Il fit ses études chez les Oratoriens de Soissons puis de Rennes. Il porta le petit collet mais ne prononça aucun voeu. Revenu dans sa famille, vers 1722. Selon les biographes, la famille l'aurait destiné à l'état ecclésiastique et il y aurait répugné ; selon d'autres son père le destinait à son état de chirurgien et il contraignit son fils à renoncer à la théologie. L. se mit à étudier l'architecture militaire et finalement partit à Reims pour étudier la médecine et la chirurgie. Il vint en 1725 à Paris suivre les cours de Winslow à l'Ecole de Médecine et ceux de Boudou à l'Hôtel-Dieu (D.S.B.). Il fut recu docteur en médecine à Reims le 29 janvier 1733, obtint sa maîtrise en chirurgie à Reims, puis à Rouen en 1734 (Boucher). Il avait suivi aussi des cours de mathématiques au collège Mazarin (BD).

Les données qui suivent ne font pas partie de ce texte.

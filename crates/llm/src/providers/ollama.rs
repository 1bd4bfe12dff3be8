//! Ollama LLM provider implementation.
//!
//! Ollama API: https://github.com/ollama/ollama/blob/main/docs/api.md

use crate::client::{
    LlmClient, LlmRequest, LlmResponse, LlmStream, LlmStreamChunk, LlmUsage, ModelInfo,
};
use futures::StreamExt;
use serde::{Deserialize, Serialize};
use shelf_core::{AppError, AppResult};

/// Default local Ollama endpoint.
pub const DEFAULT_OLLAMA_URL: &str = "http://localhost:11434";

/// Ollama API request format.
#[derive(Debug, Serialize)]
struct OllamaRequest {
    model: String,
    prompt: String,
    #[serde(skip_serializing_if = "Option::is_none")]
    system: Option<String>,
    options: OllamaOptions,
    stream: bool,
}

/// Sampling options nested under `options`.
#[derive(Debug, Serialize, Default)]
struct OllamaOptions {
    #[serde(skip_serializing_if = "Option::is_none")]
    temperature: Option<f32>,
    #[serde(skip_serializing_if = "Option::is_none")]
    top_p: Option<f32>,
    #[serde(skip_serializing_if = "Option::is_none")]
    num_predict: Option<u32>,
}

/// Ollama API response format.
#[derive(Debug, Deserialize)]
struct OllamaResponse {
    model: String,
    response: String,
    done: bool,
    #[serde(default)]
    prompt_eval_count: Option<u32>,
    #[serde(default)]
    eval_count: Option<u32>,
}

#[derive(Debug, Deserialize)]
struct TagsResponse {
    #[serde(default)]
    models: Vec<TagEntry>,
}

#[derive(Debug, Deserialize)]
struct TagEntry {
    name: String,
    #[serde(default)]
    details: Option<TagDetails>,
}

#[derive(Debug, Deserialize)]
struct TagDetails {
    #[serde(default)]
    family: Option<String>,
    #[serde(default)]
    parameter_size: Option<String>,
}

/// Ollama LLM client.
pub struct OllamaClient {
    /// Base URL for Ollama API
    base_url: String,

    /// HTTP client
    client: reqwest::Client,
}

impl OllamaClient {
    /// Create a new Ollama client with default settings.
    pub fn new() -> Self {
        Self::with_base_url(DEFAULT_OLLAMA_URL)
    }

    /// Create a new Ollama client with a custom base URL.
    pub fn with_base_url(base_url: impl Into<String>) -> Self {
        Self {
            base_url: base_url.into().trim_end_matches('/').to_string(),
            client: reqwest::Client::new(),
        }
    }

    /// Convert LlmRequest to Ollama format.
    fn to_ollama_request(&self, request: &LlmRequest) -> OllamaRequest {
        OllamaRequest {
            model: request.model.clone(),
            prompt: request.prompt.clone(),
            system: request.system.clone(),
            options: OllamaOptions {
                temperature: request.temperature,
                top_p: request.top_p,
                num_predict: request.max_tokens,
            },
            stream: request.stream,
        }
    }

    /// Convert Ollama response to LlmResponse.
    fn convert_response(&self, response: OllamaResponse) -> LlmResponse {
        let usage = LlmUsage::new(
            response.prompt_eval_count.unwrap_or(0),
            response.eval_count.unwrap_or(0),
        );

        LlmResponse {
            content: response.response,
            model: response.model,
            usage,
            done: response.done,
        }
    }

    async fn post_generate(&self, request: &OllamaRequest) -> AppResult<reqwest::Response> {
        let url = format!("{}/api/generate", self.base_url);

        let response = self
            .client
            .post(&url)
            .json(request)
            .send()
            .await
            .map_err(|e| AppError::Llm(format!("Failed to send request to Ollama: {}", e)))?;

        if !response.status().is_success() {
            let status = response.status();
            let error_text = response
                .text()
                .await
                .unwrap_or_else(|_| "Unknown error".to_string());
            return Err(AppError::Llm(format!(
                "Ollama API error ({}): {}",
                status, error_text
            )));
        }

        Ok(response)
    }
}

impl Default for OllamaClient {
    fn default() -> Self {
        Self::new()
    }
}

fn parse_chunk(line: &str) -> AppResult<LlmStreamChunk> {
    let response: OllamaResponse = serde_json::from_str(line)
        .map_err(|e| AppError::Llm(format!("Failed to parse chunk: {}", e)))?;

    Ok(LlmStreamChunk {
        usage: response.done.then(|| {
            LlmUsage::new(
                response.prompt_eval_count.unwrap_or(0),
                response.eval_count.unwrap_or(0),
            )
        }),
        content: response.response,
        model: response.model,
        done: response.done,
    })
}

#[async_trait::async_trait]
impl LlmClient for OllamaClient {
    fn provider_name(&self) -> &str {
        "ollama"
    }

    async fn complete(&self, request: &LlmRequest) -> AppResult<LlmResponse> {
        tracing::debug!("Sending completion request to Ollama (model: {})", request.model);

        let mut ollama_request = self.to_ollama_request(request);
        ollama_request.stream = false;

        let response = self.post_generate(&ollama_request).await?;

        let ollama_response: OllamaResponse = response
            .json()
            .await
            .map_err(|e| AppError::Llm(format!("Failed to parse Ollama response: {}", e)))?;

        tracing::debug!(
            "Received completion from Ollama ({} chars)",
            ollama_response.response.len()
        );

        Ok(self.convert_response(ollama_response))
    }

    async fn stream(&self, request: &LlmRequest) -> AppResult<LlmStream> {
        tracing::info!("Starting streaming request to Ollama");

        let mut ollama_request = self.to_ollama_request(request);
        ollama_request.stream = true;

        let response = self.post_generate(&ollama_request).await?;

        // Ollama sends newline-delimited JSON
        let stream = super::line_stream(response.bytes_stream())
            .map(|line| line.and_then(|line| parse_chunk(&line)));

        Ok(Box::pin(stream))
    }

    async fn list_models(&self) -> AppResult<Vec<ModelInfo>> {
        let url = format!("{}/api/tags", self.base_url);

        let response = self
            .client
            .get(&url)
            .send()
            .await
            .map_err(|e| AppError::Llm(format!("Failed to reach Ollama: {}", e)))?;

        if !response.status().is_success() {
            return Err(AppError::Llm(format!(
                "Ollama API error ({}) while listing models",
                response.status()
            )));
        }

        let tags: TagsResponse = response
            .json()
            .await
            .map_err(|e| AppError::Llm(format!("Failed to parse Ollama model list: {}", e)))?;

        Ok(tags
            .models
            .into_iter()
            .map(|entry| ModelInfo {
                description: entry.details.map(|d| {
                    format!(
                        "{} {}",
                        d.family.unwrap_or_default(),
                        d.parameter_size.unwrap_or_default()
                    )
                    .trim()
                    .to_string()
                }),
                name: entry.name,
                capabilities: vec!["generate".to_string()],
            })
            .collect())
    }
}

L. a appartenu à de nombreuses Académies : Londres, Madrid, Porto, Berlin, Lyon, l'Académie Impériale des Curieux de la Nature (on l'y a surnommé Pleistonicus), Saint-Pétersbourg, Bologne. Il était Secrétaire perpétuel de l'Académie Royale des Sciences, Belles-Lettres et Arts de Rouen et correspondant de l'Académie des Sciences de Paris. Il devint doyen des associés régnicoles de l'Académie Royale de Chirurgie de Paris.

3. Carrière

Dès 1729, L. était médecin-chirurgien de Mgr de Tressan, archevêque de Rouen et en 1731, chirurgien en chef de l'Hôtel-Dieu de Rouen, où il résidait. Ayant remporté tous les prix proposés par l'Académie de chirurgie de Paris, on lui demanda de ne plus concourir (BD).

En 1736, il fonda une école d'anatomie et de chirurgie et eut de nombreux étudiants de France et de l'étranger (surtout anglais). Il eut de grandes difficultés à se faire attribuer un amphithéâtre, mais parvint à continuer ses cours publics d'anatomie malgré le mécontentement des religieuses. Il ouvrit un cours public de physique expérimentale où les femmes étaient admises et fonda l'Académie de Rouen (Catalogue, DB).

Il refusa de venir à Paris où on lui offrait un poste (BD).

L. a certainement beaucoup voyagé sans qu'on ait sur ce point des renseignements précis. En France d'abord, en Angleterre où sa présence est attestée vers la fin de sa vie (BD, p. 70).

4. Situation de fortune

Peu de renseignements sur les émoluments ou honoraires de L. En 1740 son traitement était de 1000 £, puis monta à 1800, 3800, 5200 £. (Boucher). Il avait une pension du Roi de 2000 £ sur les Octrois (« précis ») et reçut une gratification de 6000 £ en 1766 ainsi qu'une pension de 1200 £. de Bertin, ministre de la province de Normandie (DB). Boucher écrit qu'il est mort dans la misère, ce qui n'est relevé par aucun contemporain. Il avait une clientèle nombreuse.

5. Opinions

D'après Ballière le caractère principal de L. était «l'amour de la gloire et l'amour de l'humanité». Ami de Fontenelle, de l'abbé Nollet, de Voltaire, contre Rousseau, il se lançait souvent dans des polémiques scientifiques (en particulier sur l'opération de la taille contre le frère Cosme). Il resta cartésien, mais était à l'affût d'idées nouvelles et ne reculait pas devant des expériences longues : par exemple il fit construire un «tuyau de 127 pieds» qui abritait un pendule et notait ses observations trois fois par jour. Il lutta pour obtenir la possibilité de disséquer des cadavres afin de faire progresser l'anatomie. Il fut très soucieux de ses malades et opérait «six pierreux en 16 mn. 5 s... un 7e en 2 mn» et «tous les 7 sont en bon état» (Af.N.du 5 oct. 1764). En effet ses malades «ne mouraient pas», ce qui faisait l'admiration de tous.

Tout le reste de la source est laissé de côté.